Law enforcement technique

Immediate action rapid deployment (IARD), or rapid deployment, is a police tactic where first responders, typically regular police officers, actively confront a developing high-risk crisis. This is opposed to first responders acting to assemble a cordon around the crisis zone and then waiting for specialized special response units to spearhead a resolution.

IARD seeks to combat crimes which are generally the purview of special response units, but where special response units may not arrive in time to preserve the lives or property of victims.

==Description==
IARD is used to confront aggressive criminals who pose an immediate and life-threatening threat to public safety. These include violent criminals armed with personal weapons, including firearms or bombs. Confronting these criminals is especially important when the crisis occurs in public spaces, public facilities or utilities, or other venues with large populations.

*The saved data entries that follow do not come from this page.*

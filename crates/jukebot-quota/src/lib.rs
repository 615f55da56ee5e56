// SPDX-FileCopyrightText: 2026 Jukebot Contributors
// SPDX-License-Identifier: MIT OR Apache-2.0

//! Daily quota tracking for the Jukebot command framework.
//!
//! Enforces a hard daily ceiling on constrained generation resources,
//! shared across all concurrent invocations in the process, without a
//! durable backing store. The day boundary is the **UTC** calendar date.

pub mod tracker;

pub use tracker::QuotaTracker;
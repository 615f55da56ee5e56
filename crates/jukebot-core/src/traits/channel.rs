// SPDX-FileCopyrightText: 2026 Jukebot Contributors
// SPDX-License-Identifier: MIT OR Apache-2.0

//! Chat-platform boundary trait.
//!
//! The concrete client (gateway connection, slash-command registration,
//! message and voice I/O primitives) lives outside the core; handlers see
//! only this seam.

use std::path::Path;

use async_trait::async_trait;

use crate::error::JukebotError;
use crate::types::{Reply, ScopeId, UserId};

/// Message and voice operations the command core needs from the chat platform.
#[async_trait]
pub trait ChannelPort: Send + Sync {
    /// Sends a reply (text, display card, attachments) into the scope's
    /// originating text channel.
    async fn reply(&self, scope: &ScopeId, reply: Reply) -> Result<(), JukebotError>;

    /// Plays a local audio file over the scope's active voice connection.
    ///
    /// Callers check [`voice_connected`](Self::voice_connected) first; the
    /// connection may still disappear in between, which surfaces as a
    /// channel error.
    async fn play_audio(&self, scope: &ScopeId, file: &Path) -> Result<(), JukebotError>;

    /// Whether the bot currently holds a voice connection in this scope.
    ///
    /// This is the liveness predicate for the recurring talk loop.
    async fn voice_connected(&self, scope: &ScopeId) -> bool;

    /// Whether the given user is currently in a voice channel in this scope.
    async fn user_in_voice(&self, scope: &ScopeId, user: &UserId) -> bool;

    /// Joins the voice channel the user is currently in.
    async fn join_voice(&self, scope: &ScopeId, user: &UserId) -> Result<(), JukebotError>;

    /// Leaves the scope's voice channel, if connected.
    async fn leave_voice(&self, scope: &ScopeId) -> Result<(), JukebotError>;
}
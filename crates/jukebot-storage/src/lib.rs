// SPDX-FileCopyrightText: 2026 Jukebot Contributors
// SPDX-License-Identifier: MIT OR Apache-2.0

//! SQLite-backed durable invocation records for Jukebot.
//!
//! This crate provides:
//! - **Database**: single-writer connection wrapper with schema setup
//! - **SqliteRecordStore**: the [`RecordStore`](jukebot_core::RecordStore)
//!   implementation used in deployment

pub mod database;
pub mod records;

pub use database::Database;
pub use records::SqliteRecordStore;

First responders are tasked with aggressively prosecuting a resolution to the crisis. They must swiftly locate and close in on threats, neutralizing them at the earliest opportunity. To do so they may be required to move through unsecured areas, past injured or panicked victims. Responders may, at their discretion, assist affected individuals.

IARD authorizes first responders to be proactive and disrupt a crime before criminals become "active shooters." IARD shares characteristics with active shooter response procedures.

==Preparation==
IARD exposes regular officers to increased risk, and is made possible by additional training and equipment. Officers may be provided with additional body armour, including helmets and ballistic shields, to be used at the crisis scene and not during regular duties. The equipment must be easy to put on: excessive time spent gearing up may forestall a decisive intervention.

==Rationale==
IARD is partially a response to murder–suicides where criminals attack large groups and then kill themselves when confronted by armed responders. In a school shooting scenario, the attacker seeks only to maximize casualties, with most occurring within the first 15 minutes. It is not feasible to follow a traditional hostage-type scenario and await a negotiator.

In these situations, first responders who quickly and decisively close with the attacker may prevent further casualties. At the very least, it prevents the attacker from establishing control over the environment needed to cause more casualties. IARD overcomes the inherent desire to take time to devise a solution that minimizes casualties amongst officer and victims, in situations where any delay causes further casualties.

However, as many schools have developed lock-down protocols in the wake of incidents such as Columbine, the increased risk posed by IARD may become inappropriate in such cases where the venue itself has already contained the shooter's movements and reduced the number of exposed targets in their locked down posture.

==EMS response as part of IARD==
Some emergency medical services (EMS) have changed their response to these events and have improved their aggression to be more in line with the rapid PD response. This new concept is commonly referred to as the rescue task force or RTF. The RTF is made up of a team of two medical personnel and 2-6 law enforcement officers. All personnel are trained in basic tactical movement, and the medical personnel operate utilizing protocols derived from the TCCC protocols used by the United States military in war zones to enter in with a police escort just behind the initial contact teams and provide immediate treatment to patients.